The off-grid rate is determined using one of three methods:
- By reference to a model agreement applicable to all payers under Section 1115A of the Social Security Act.
- In some states, off-grid pricing may be specified by law.
- If there is no applicable standard all-payers agreement and no applicable state law, the out-of-network rate may be determined by agreement between the health plan and provider.
If none of the three methods apply, a health plan or provider can invoke the IDR process. IDR under the NSA is “baseball-style arbitration” in which the provider and the health plan each submit an out-of-network rate proposal to the arbitrator, and the arbitrator must select one of two proposals, taking into account certain defined factors. by status.
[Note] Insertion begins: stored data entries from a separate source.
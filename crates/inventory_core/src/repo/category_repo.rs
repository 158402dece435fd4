//! Category repository contract and SQLite implementation.
//!
//! # Responsibility
//! - Provide find/save/count/delete APIs over the `categories` table.
//!
//! # Invariants
//! - Names are unique at the storage layer (`UNIQUE(name)`).
//! - Deleting a category still referenced by items fails with
//!   `RepoError::ForeignKeyViolation`.

use crate::model::category::{Category, CategoryId};
use crate::repo::{classify_write_error, parse_uuid, RepoError, RepoResult};
use rusqlite::{params, Connection, OptionalExtension, Row};

const CATEGORY_SELECT_SQL: &str = "SELECT
    id,
    name,
    description
FROM categories";

const TABLE: &str = "categories";

/// Repository interface for category persistence.
pub trait CategoryRepository {
    fn create_category(&self, category: &Category) -> RepoResult<CategoryId>;
    fn update_category(&self, category: &Category) -> RepoResult<()>;
    fn get_category(&self, id: CategoryId) -> RepoResult<Option<Category>>;
    fn find_category_by_name(&self, name: &str) -> RepoResult<Option<Category>>;
    /// All categories ordered by name.
    fn list_categories(&self) -> RepoResult<Vec<Category>>;
    fn count_categories(&self) -> RepoResult<u64>;
    fn delete_category(&self, id: CategoryId) -> RepoResult<()>;
}

/// SQLite-backed category repository.
pub struct SqliteCategoryRepository<'conn> {
    conn: &'conn Connection,
}

impl<'conn> SqliteCategoryRepository<'conn> {
    pub fn new(conn: &'conn Connection) -> Self {
        Self { conn }
    }
}

impl CategoryRepository for SqliteCategoryRepository<'_> {
    fn create_category(&self, category: &Category) -> RepoResult<CategoryId> {
        category.validate()?;

        self.conn
            .execute(
                "INSERT INTO categories (id, name, description) VALUES (?1, ?2, ?3);",
                params![
                    category.id.to_string(),
                    category.name.as_str(),
                    category.description.as_str(),
                ],
            )
            .map_err(|err| classify_write_error(TABLE, err))?;

        Ok(category.id)
    }

    fn update_category(&self, category: &Category) -> RepoResult<()> {
        category.validate()?;

        let changed = self
            .conn
            .execute(
                "UPDATE categories
                 SET
                    name = ?1,
                    description = ?2,
                    updated_at = (strftime('%s', 'now') * 1000)
                 WHERE id = ?3;",
                params![
                    category.name.as_str(),
                    category.description.as_str(),
                    category.id.to_string(),
                ],
            )
            .map_err(|err| classify_write_error(TABLE, err))?;

        if changed == 0 {
            return Err(RepoError::NotFound(category.id));
        }

        Ok(())
    }

    fn get_category(&self, id: CategoryId) -> RepoResult<Option<Category>> {
        self.query_one(
            &format!("{CATEGORY_SELECT_SQL} WHERE id = ?1;"),
            id.to_string(),
        )
    }

    fn find_category_by_name(&self, name: &str) -> RepoResult<Option<Category>> {
        self.query_one(
            &format!("{CATEGORY_SELECT_SQL} WHERE name = ?1;"),
            name.to_string(),
        )
    }

    fn list_categories(&self) -> RepoResult<Vec<Category>> {
        let mut stmt = self
            .conn
            .prepare(&format!("{CATEGORY_SELECT_SQL} ORDER BY name ASC, id ASC;"))?;
        let mut rows = stmt.query([])?;
        let mut categories = Vec::new();

        while let Some(row) = rows.next()? {
            categories.push(parse_category_row(row)?);
        }

        Ok(categories)
    }

    fn count_categories(&self) -> RepoResult<u64> {
        let count: i64 = self
            .conn
            .query_row("SELECT COUNT(*) FROM categories;", [], |row| row.get(0))?;
        Ok(count.max(0) as u64)
    }

    fn delete_category(&self, id: CategoryId) -> RepoResult<()> {
        let changed = self
            .conn
            .execute("DELETE FROM categories WHERE id = ?1;", [id.to_string()])
            .map_err(|err| classify_write_error(TABLE, err))?;

        if changed == 0 {
            return Err(RepoError::NotFound(id));
        }

        Ok(())
    }
}

impl SqliteCategoryRepository<'_> {
    fn query_one(&self, sql: &str, key: String) -> RepoResult<Option<Category>> {
        let mut stmt = self.conn.prepare(sql)?;
        let row = stmt
            .query_row([key], |row| Ok(parse_category_row(row)))
            .optional()?;
        row.transpose()
    }
}

fn parse_category_row(row: &Row<'_>) -> RepoResult<Category> {
    let id_text: String = row.get("id")?;
    let category = Category {
        id: parse_uuid(TABLE, "id", &id_text)?,
        name: row.get("name")?,
        description: row.get("description")?,
    };
    category.validate()?;
    Ok(category)
}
The complainants in texas medical challenged certain parts of the IFR related to the IDR process that govern the discretion the arbitrator has to assess the relevant factors in deciding which out-of-network rate (i.e. the provider’s proposal or the health plan) must be used. Specifically, the plaintiffs argued that the IFR created a rebuttable presumption in favor of a single factor, the “qualifying payment amount” (“QPA”) rate (generally the median rate the plan would have paid for the service if it had been provided by a non-network provider or facility), rather than allowing the arbitrator to determine at its discretion how to weigh the various factors.
the texas medical The court ruled in favor of the plaintiffs, invalidating the disputed parts of the IFR and concluding that the three bodies had exceeded their authority by publishing those parts of the IFR.
Although the ruling applies nationwide, its substance is narrow – it invalidates only the specific language of the IFR that creates the rebuttable presumption in favor of the QPA. This means that the IDR process in general remains intact and can be invoked by providers and plans, as the DOL clarified in a note issued shortly after the court’s decision. However, since arbitrators cannot invoke a presumption in favor of APQ, plans using the IDR process could see increased costs depending on the out-of-network rates chosen by arbitrators. The court’s decision also does not affect any other methods the NSA provides for calculating the permitted out-of-network rate, nor does the decision affect consumer protections under the NSA in general.
The Tri-Agencies previously issued Part I of the IFR, generally to implement consumer protections against surprise medical bills provided by the NSA. Our discussion of IFR Part I can be found here.